***** ENTRIES SUPPLIED
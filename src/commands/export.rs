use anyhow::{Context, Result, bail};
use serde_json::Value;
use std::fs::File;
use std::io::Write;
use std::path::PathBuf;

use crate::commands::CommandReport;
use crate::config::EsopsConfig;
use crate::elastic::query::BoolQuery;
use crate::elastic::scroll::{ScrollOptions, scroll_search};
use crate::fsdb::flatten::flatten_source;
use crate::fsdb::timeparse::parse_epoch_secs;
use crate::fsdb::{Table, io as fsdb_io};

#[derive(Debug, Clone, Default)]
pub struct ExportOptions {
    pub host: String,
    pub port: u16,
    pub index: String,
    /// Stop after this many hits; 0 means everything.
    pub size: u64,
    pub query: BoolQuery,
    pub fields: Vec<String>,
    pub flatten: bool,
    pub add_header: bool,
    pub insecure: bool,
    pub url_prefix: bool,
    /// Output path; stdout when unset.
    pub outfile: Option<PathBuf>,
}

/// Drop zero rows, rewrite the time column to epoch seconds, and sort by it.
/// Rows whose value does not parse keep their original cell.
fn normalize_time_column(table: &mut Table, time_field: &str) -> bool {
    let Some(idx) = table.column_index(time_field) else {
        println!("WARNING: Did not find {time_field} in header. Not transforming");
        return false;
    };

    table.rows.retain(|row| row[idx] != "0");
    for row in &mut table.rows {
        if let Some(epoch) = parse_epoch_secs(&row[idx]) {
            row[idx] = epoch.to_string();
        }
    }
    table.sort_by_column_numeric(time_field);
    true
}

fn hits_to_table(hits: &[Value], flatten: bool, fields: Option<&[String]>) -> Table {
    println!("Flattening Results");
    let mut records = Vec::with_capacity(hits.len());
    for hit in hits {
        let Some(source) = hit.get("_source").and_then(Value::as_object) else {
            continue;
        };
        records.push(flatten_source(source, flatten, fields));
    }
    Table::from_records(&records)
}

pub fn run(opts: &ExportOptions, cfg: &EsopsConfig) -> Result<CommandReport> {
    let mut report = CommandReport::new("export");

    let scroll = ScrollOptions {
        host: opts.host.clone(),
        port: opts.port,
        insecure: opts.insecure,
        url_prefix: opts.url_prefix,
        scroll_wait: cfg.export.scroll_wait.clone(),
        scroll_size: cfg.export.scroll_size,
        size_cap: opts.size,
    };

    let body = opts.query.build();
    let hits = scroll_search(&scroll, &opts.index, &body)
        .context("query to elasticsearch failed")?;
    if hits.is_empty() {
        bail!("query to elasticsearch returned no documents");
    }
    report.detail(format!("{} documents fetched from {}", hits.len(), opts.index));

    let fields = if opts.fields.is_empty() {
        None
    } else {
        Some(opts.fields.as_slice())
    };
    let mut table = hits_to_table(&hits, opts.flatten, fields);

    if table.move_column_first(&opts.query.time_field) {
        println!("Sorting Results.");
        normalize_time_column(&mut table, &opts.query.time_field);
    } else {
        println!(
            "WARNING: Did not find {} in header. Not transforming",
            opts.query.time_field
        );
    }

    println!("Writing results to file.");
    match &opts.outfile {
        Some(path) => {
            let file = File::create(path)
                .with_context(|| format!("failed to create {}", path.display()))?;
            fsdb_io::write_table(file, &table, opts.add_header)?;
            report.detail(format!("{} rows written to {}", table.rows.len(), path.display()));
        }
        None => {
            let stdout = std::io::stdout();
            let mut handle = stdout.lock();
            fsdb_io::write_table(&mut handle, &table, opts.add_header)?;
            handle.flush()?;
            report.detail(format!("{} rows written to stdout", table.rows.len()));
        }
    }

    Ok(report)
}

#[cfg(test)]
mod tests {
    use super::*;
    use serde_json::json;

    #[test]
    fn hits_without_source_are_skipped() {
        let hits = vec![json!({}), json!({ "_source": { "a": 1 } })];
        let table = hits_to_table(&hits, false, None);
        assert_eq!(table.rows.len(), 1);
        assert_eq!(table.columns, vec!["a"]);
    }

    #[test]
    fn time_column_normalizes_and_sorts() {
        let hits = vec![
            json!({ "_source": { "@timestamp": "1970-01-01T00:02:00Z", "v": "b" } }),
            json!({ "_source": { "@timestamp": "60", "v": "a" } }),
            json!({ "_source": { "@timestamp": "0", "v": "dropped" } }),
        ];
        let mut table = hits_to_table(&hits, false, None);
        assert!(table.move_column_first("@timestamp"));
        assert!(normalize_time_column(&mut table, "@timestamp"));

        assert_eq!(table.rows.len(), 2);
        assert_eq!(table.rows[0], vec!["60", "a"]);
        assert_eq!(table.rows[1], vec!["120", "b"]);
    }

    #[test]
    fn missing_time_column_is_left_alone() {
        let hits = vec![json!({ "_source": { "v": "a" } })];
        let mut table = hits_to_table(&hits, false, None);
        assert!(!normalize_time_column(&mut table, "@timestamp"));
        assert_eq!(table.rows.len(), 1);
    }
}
**********
- EXERCISE DETAILS
All of the data above should be written out again word for word.

- ANSWER TO THIS PROBLEM
filename src/commands/export.rs
use anyhow::{Context, Result, bail};
use serde_json::Value;
use std::fs::File;
use std::io::Write;
use std::path::PathBuf;

use crate::commands::CommandReport;
use crate::config::EsopsConfig;
use crate::elastic::query::BoolQuery;
use crate::elastic::scroll::{ScrollOptions, scroll_search};
use crate::fsdb::flatten::flatten_source;
use crate::fsdb::timeparse::parse_epoch_secs;
use crate::fsdb::{Table, io as fsdb_io};

#[derive(Debug, Clone, Default)]
pub struct ExportOptions {
    pub host: String,
    pub port: u16,
    pub index: String,
    /// Stop after this many hits; 0 means everything.
    pub size: u64,
    pub query: BoolQuery,
    pub fields: Vec<String>,
    pub flatten: bool,
    pub add_header: bool,
    pub insecure: bool,
    pub url_prefix: bool,
    /// Output path; stdout when unset.
    pub outfile: Option<PathBuf>,
}

/// Drop zero rows, rewrite the time column to epoch seconds, and sort by it.
/// Rows whose value does not parse keep their original cell.
fn normalize_time_column(table: &mut Table, time_field: &str) -> bool {
    let Some(idx) = table.column_index(time_field) else {
        println!("WARNING: Did not find {time_field} in header. Not transforming");
        return false;
    };

    table.rows.retain(|row| row[idx] != "0");
    for row in &mut table.rows {
        if let Some(epoch) = parse_epoch_secs(&row[idx]) {
            row[idx] = epoch.to_string();
        }
    }
    table.sort_by_column_numeric(time_field);
    true
}

fn hits_to_table(hits: &[Value], flatten: bool, fields: Option<&[String]>) -> Table {
    println!("Flattening Results");
    let mut records = Vec::with_capacity(hits.len());
    for hit in hits {
        let Some(source) = hit.get("_source").and_then(Value::as_object) else {
            continue;
        };
        records.push(flatten_source(source, flatten, fields));
    }
    Table::from_records(&records)
}

pub fn run(opts: &ExportOptions, cfg: &EsopsConfig) -> Result<CommandReport> {
    let mut report = CommandReport::new("export");

    let scroll = ScrollOptions {
        host: opts.host.clone(),
        port: opts.port,
        insecure: opts.insecure,
        url_prefix: opts.url_prefix,
        scroll_wait: cfg.export.scroll_wait.clone(),
        scroll_size: cfg.export.scroll_size,
        size_cap: opts.size,
    };

    let body = opts.query.build();
    let hits = scroll_search(&scroll, &opts.index, &body)
        .context("query to elasticsearch failed")?;
    if hits.is_empty() {
        bail!("query to elasticsearch returned no documents");
    }
    report.detail(format!("{} documents fetched from {}", hits.len(), opts.index));

    let fields = if opts.fields.is_empty() {
        None
    } else {
        Some(opts.fields.as_slice())
    };
    let mut table = hits_to_table(&hits, opts.flatten, fields);

    if table.move_column_first(&opts.query.time_field) {
        println!("Sorting Results.");
        normalize_time_column(&mut table, &opts.query.time_field);
    } else {
        println!(
            "WARNING: Did not find {} in header. Not transforming",
            opts.query.time_field
        );
    }

    println!("Writing results to file.");
    match &opts.outfile {
        Some(path) => {
            let file = File::create(path)
                .with_context(|| format!("failed to create {}", path.display()))?;
            fsdb_io::write_table(file, &table, opts.add_header)?;
            report.detail(format!("{} rows written to {}", table.rows.len(), path.display()));
        }
        None => {
            let stdout = std::io::stdout();
            let mut handle = stdout.lock();
            fsdb_io::write_table(&mut handle, &table, opts.add_header)?;
            handle.flush()?;
            report.detail(format!("{} rows written to stdout", table.rows.len()));
        }
    }

    Ok(report)
}

#[cfg(test)]
mod tests {
    use super::*;
    use serde_json::json;

    #[test]
    fn hits_without_source_are_skipped() {
        let hits = vec![json!({}), json!({ "_source": { "a": 1 } })];
        let table = hits_to_table(&hits, false, None);
        assert_eq!(table.rows.len(), 1);
        assert_eq!(table.columns, vec!["a"]);
    }

    #[test]
    fn time_column_normalizes_and_sorts() {
        let hits = vec![
            json!({ "_source": { "@timestamp": "1970-01-01T00:02:00Z", "v": "b" } }),
            json!({ "_source": { "@timestamp": "60", "v": "a" } }),
            json!({ "_source": { "@timestamp": "0", "v": "dropped" } }),
        ];
        let mut table = hits_to_table(&hits, false, None);
        assert!(table.move_column_first("@timestamp"));
        assert!(normalize_time_column(&mut table, "@timestamp"));

        assert_eq!(table.rows.len(), 2);
        assert_eq!(table.rows[0], vec!["60", "a"]);
        assert_eq!(table.rows[1], vec!["120", "b"]);
    }

    #[test]
    fn missing_time_column_is_left_alone() {
        let hits = vec![json!({ "_source": { "v": "a" } })];
        let mut table = hits_to_table(&hits, false, None);
        assert!(!normalize_time_column(&mut table, "@timestamp"));
        assert_eq!(table.rows.len(), 1);
    }
}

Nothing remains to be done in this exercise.